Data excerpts
Content starts

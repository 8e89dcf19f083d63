//! Realty DB - Repositories and maintenance operations for the listing database.
//!
//! # Database
//!
//! ## Tables
//!
//! - `users` - Buyers, agents and administrators (`role` is the `user_role` enum)
//! - `properties` - Listings, each owned by an agent
//! - `property_images` - Ordered image URLs per listing
//! - `inquiries` - Buyer messages about a listing
//!
//! # Migrations
//!
//! Migrations are stored in `crates/db/migrations/` and run via:
//! ```bash
//! cargo run -p realty-cli -- migrate
//! ```
//!
//! # Modules
//!
//! - [`config`] - Connection settings from the environment
//! - [`repo`] - Pool creation and per-table repositories
//! - [`models`] - Domain records returned by the repositories
//! - [`services`] - Inspection, mapping check, role promotion and counts

#![cfg_attr(not(test), forbid(unsafe_code))]

pub mod config;
pub mod models;
pub mod repo;
pub mod services;

pub use config::{ConfigError, DbConfig};
pub use repo::{PgStore, RepositoryError, create_pool, run_migrations};
pub use services::ListingStore;
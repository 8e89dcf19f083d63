//! Ownership mapping check: which agent id each listing points at, next to
//! the ids of the users that exist.

use serde::Serialize;
use tracing::info;

use super::ListingStore;
use crate::models::{PropertyMapping, UserMapping};
use crate::repo::RepositoryError;

/// Both projections, printed side by side for manual comparison.
#[derive(Debug, Clone, PartialEq, Eq, Serialize)]
pub struct MappingReport {
    pub properties: Vec<PropertyMapping>,
    pub users: Vec<UserMapping>,
}

/// Fetch the `title`/`agentId` projection of listings and the
/// `id`/`name`/`email` projection of users.
///
/// # Errors
///
/// Returns the first `RepositoryError` raised by either query.
pub async fn check_mappings<S: ListingStore>(store: &S) -> Result<MappingReport, RepositoryError> {
    let properties = store.property_mappings().await?;
    let users = store.user_mappings().await?;

    info!(
        properties = properties.len(),
        users = users.len(),
        "Fetched mappings"
    );

    Ok(MappingReport { properties, users })
}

Content ends

Transcribe all of the lines in the records precisely.

RESULT OF THIS TASK
repository 8e89dcf19f083d63
//! Realty DB - Repositories and maintenance operations for the listing database.
//!
//! # Database
//!
//! ## Tables
//!
//! - `users` - Buyers, agents and administrators (`role` is the `user_role` enum)
//! - `properties` - Listings, each owned by an agent
//! - `property_images` - Ordered image URLs per listing
//! - `inquiries` - Buyer messages about a listing
//!
//! # Migrations
//!
//! Migrations are stored in `crates/db/migrations/` and run via:
//! ```bash
//! cargo run -p realty-cli -- migrate
//! ```
//!
//! # Modules
//!
//! - [`config`] - Connection settings from the environment
//! - [`repo`] - Pool creation and per-table repositories
//! - [`models`] - Domain records returned by the repositories
//! - [`services`] - Inspection, mapping check, role promotion and counts

#![cfg_attr(not(test), forbid(unsafe_code))]

pub mod config;
pub mod models;
pub mod repo;
pub mod services;

pub use config::{ConfigError, DbConfig};
pub use repo::{PgStore, RepositoryError, create_pool, run_migrations};
pub use services::ListingStore;
repository 8e89dcf19f083d63
//! Ownership mapping check: which agent id each listing points at, next to
//! the ids of the users that exist.

use serde::Serialize;
use tracing::info;

use super::ListingStore;
use crate::models::{PropertyMapping, UserMapping};
use crate::repo::RepositoryError;

/// Both projections, printed side by side for manual comparison.
#[derive(Debug, Clone, PartialEq, Eq, Serialize)]
pub struct MappingReport {
    pub properties: Vec<PropertyMapping>,
    pub users: Vec<UserMapping>,
}

/// Fetch the `title`/`agentId` projection of listings and the
/// `id`/`name`/`email` projection of users.
///
/// # Errors
///
/// Returns the first `RepositoryError` raised by either query.
pub async fn check_mappings<S: ListingStore>(store: &S) -> Result<MappingReport, RepositoryError> {
    let properties = store.property_mappings().await?;
    let users = store.user_mappings().await?;

    info!(
        properties = properties.len(),
        users = users.len(),
        "Fetched mappings"
    );

    Ok(MappingReport { properties, users })
}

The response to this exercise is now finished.